A Real-Time In-Memory Discovery Service
The dissertation with the title “A Real-Time In-Memory Discovery Service” discusses how to efficiently retrieve track and trace information for an item of interest that took a certain path through a complex network of manufacturers, wholesalers, retailers and consumers.
An example that is used throughout this dissertation is the European pharmaceutical supply chain, which faces the challenge that more and more counterfeit medicinal products are being introduced. Between October and December 2008, more than 34 million fake drug pills were detected at customs control at the boarders of the European Union. These fake drugs can put lives in danger as they were supposed to fight cancer, take effect as painkiller or antibiotics, among others. The European Commission is aware of this problem and wants to leverage supply chain validity in order to determine whether a certain package of pharmaceuticals is genuine or not. While using this example, the work is applicable to many other scenarios as well.

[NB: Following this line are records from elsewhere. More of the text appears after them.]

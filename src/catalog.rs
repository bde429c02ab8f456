//! # Tier Catalog Module
//!
//! Questo modulo definisce la tabella delle risoluzioni di output e i
//! budget di filesize associati.
//!
//! ## Responsabilità:
//! - Definisce `TierEntry` (dimensione massima, bound inferiore, budget bytes)
//! - Fornisce lookup del budget per una dimensione target (`budget_for`)
//! - Enumera i tier da generare per una sorgente (`targets_for_source`)
//! - Espone il limite massimo del catalogo per il contratto col chiamante
//!
//! ## Catalogo di default:
//! - 2560 -> 500KB (hero e background)
//! - 2048 -> 300KB (gallery view grandi)
//! - 1024 -> 100KB (thumbnail-tier)
//!
//! Il catalogo viene costruito una volta all'avvio ed è immutabile per
//! tutta la durata del processo.

use serde::{Deserialize, Serialize};

/// One row of the tier catalog: a resolution ceiling with its byte budget.
///
/// `lower_bound` is the bottom of the dimension range this row covers; a
/// budget lookup matches the row when the requested dimension falls inside
/// `lower_bound..=max_dimension`.
#[derive(Debug, Clone, Copy, Serialize, Deserialize, PartialEq, Eq)]
pub struct TierEntry {
    /// Resolution ceiling (max of width/height) this tier produces
    pub max_dimension: u32,
    /// Lowest dimension that still selects this row's budget
    pub lower_bound: u32,
    /// Maximum allowed byte size of the compressed artifact
    pub budget_bytes: u64,
}

impl TierEntry {
    pub const fn new(max_dimension: u32, lower_bound: u32, budget_bytes: u64) -> Self {
        Self {
            max_dimension,
            lower_bound,
            budget_bytes,
        }
    }
}

/// Ordered table mapping resolution tiers to file-size budgets.
///
/// Rows are kept largest-tier first. The catalog is pure data: the decision
/// about which tiers apply to a given source lives in
/// [`TierCatalog::targets_for_source`], the budget selection in
/// [`TierCatalog::budget_for`].
#[derive(Debug, Clone, Serialize, Deserialize)]
pub struct TierCatalog {
    entries: Vec<TierEntry>,
}

impl Default for TierCatalog {
    fn default() -> Self {
        Self {
            entries: vec![
                // 4K tier intentionally absent: only useful for hires gallery
                // views where load times aren't crucial
                TierEntry::new(2560, 2049, 500 * 1000),
                TierEntry::new(2048, 1025, 300 * 1000),
                TierEntry::new(1024, 0, 100 * 1000),
            ],
        }
    }
}

impl TierCatalog {
    /// Build a catalog from explicit rows (largest tier first).
    ///
    /// # Panics
    /// Panics when `entries` is empty or not in descending dimension order;
    /// a malformed catalog is a programming error, not a runtime condition.
    pub fn new(entries: Vec<TierEntry>) -> Self {
        assert!(!entries.is_empty(), "tier catalog must have at least one row");
        assert!(
            entries.windows(2).all(|w| w[0].max_dimension > w[1].max_dimension),
            "tier catalog rows must be ordered from largest to smallest dimension"
        );
        Self { entries }
    }

    /// The largest tier dimension in the catalog. Requests above this value
    /// violate the caller contract of the resolution engine.
    pub fn max_dimension(&self) -> u32 {
        self.entries[0].max_dimension
    }

    /// Whether `dimension` is one of the catalog breakpoints.
    pub fn is_breakpoint(&self, dimension: u32) -> bool {
        self.entries.iter().any(|e| e.max_dimension == dimension)
    }

    /// Look up the file-size budget for a target dimension.
    ///
    /// Selects the first row whose `lower_bound..=max_dimension` range
    /// contains the target. Dimensions outside every range (e.g. a source
    /// whose native resolution sits below all defined tiers) fall back to the
    /// smallest tier's budget: out-of-catalog requests still get a sane,
    /// conservative limit instead of an error.
    pub fn budget_for(&self, target_max_dimension: u32) -> u64 {
        self.entries
            .iter()
            .find(|e| e.max_dimension >= target_max_dimension && e.lower_bound <= target_max_dimension)
            .unwrap_or_else(|| self.entries.last().expect("catalog is never empty"))
            .budget_bytes
    }

    /// Enumerate the target dimensions to generate for a source image.
    ///
    /// Every catalog tier the source can fill (tier <= native max dimension)
    /// is produced, plus the native dimension itself as a max-res option when
    /// it does not exceed the largest tier. A native dimension that happens
    /// to sit exactly on a breakpoint is emitted once.
    pub fn targets_for_source(&self, source_max_dimension: u32) -> Vec<u32> {
        let mut targets: Vec<u32> = self
            .entries
            .iter()
            .map(|e| e.max_dimension)
            .filter(|d| *d <= source_max_dimension)
            .collect();

        if source_max_dimension <= self.max_dimension() && !targets.contains(&source_max_dimension) {
            targets.push(source_max_dimension);
        }

        targets
    }

    /// All catalog rows, largest tier first.
    pub fn entries(&self) -> &[TierEntry] {
        &self.entries
    }
}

This will be possible in the future because all products are equipped with a unique identifier. At strategic points in the supply chain, readers are installed. If a uniquely identified item is in the perimeter of the reader, a read event is created. Read events are stored in read event repositories, which are operated by the company where the read event took place. As items can be packed into uniquely identified boxes and containers, hierarchical packaging relationships are created and have to be considered. The supply chain for an item of interest comprises all companies the item passed in it’s lifecycle.
As read events are company-sensitive data, they are not shared with the public. Thus, a special information system is necessary to identify all relevant read events for a certain item of interest – this is the discovery service. Put in relation to read event repositories, the discovery service is a superordinate entity that supports and coordinates inter-organizational collaboration and information retrieval in a so called unique identifier network.
In the course of this dissertation, a discovery service is designed that explicitly includes hierarchical packaging relationships. That way, it differentiates from all existing discovery service approaches. This innovation allows for a new communication concept between requestor, discovery service, and relevant read event repositories, such that a minimal number of messages has to be exchanged. Furthermore, requestors get the response in real-time and the discovery service usage is more simplistic. Thus, also thin devices such as point-of-sale terminals and mobile devices can easily submit queries to the discovery service. Only re- quired data is transferred from read event repositories to the discovery service. The companies that own the read event repositories remain full data ownership about their read event repositories. The resulting complexity at the discovery service is dealt with by two algorithms. The first algorithm is an efficient and heuristic search algorithm. The second algorithm is called filter algorithm as it processes all read events returned by the search algorithm and evaluates whether they are valid for a given item of interest or not.
In addition to the communication protocol, the search algorithm, and the filter algorithm, the data management, which is developed in the dissertation is optimized for column-oriented in-memory databases with dictionary encoding. This opens the opportunity to handle the data volume that occurs in so called “Unique Identifier Networks”. In the example of the European pharmaceutical supply chain, approximately 15 billion packages of prescription-only pharmaceuticals are sold per year. These packages are subject to unique identification, which results in about 35 billion read events that have to be processed by the discovery service.
In the present dissertation, the discovery service was prototypically implemented using JAVA as the programming language and SAP HANA as the database of choice. The evaluation shows that the data volume of a large unique identifier network could be reduced to a manageable size. For the complete European pharmaceutical supply chain, only 600 GB of main memory is necessary – a size, which is commercially available for enterprise servers. The compression factor is approximately 17. Furthermore, it is shown that
- the data can be loaded into the discovery service fast enough, i.e. the required 8,000 read events per second can be processed,
- the throughput of the discovery service is high enough, i.e. about 20 servers are sufficient to cope with 2,000 discovery service queries in the European pharmaceutical supply chain,
- the developed discovery service is scalable.
Selected further areas of application are the effective support of recalls, company- spanning supply chain optimization, and pattern recognition in supply chains. As the presented discovery service approach explicitly integrates changes in packaging hierarchies, this approach can easily be mapped to bill of material problems, e.g. to identify all parts of an airplane and their history at an arbitrary point in time.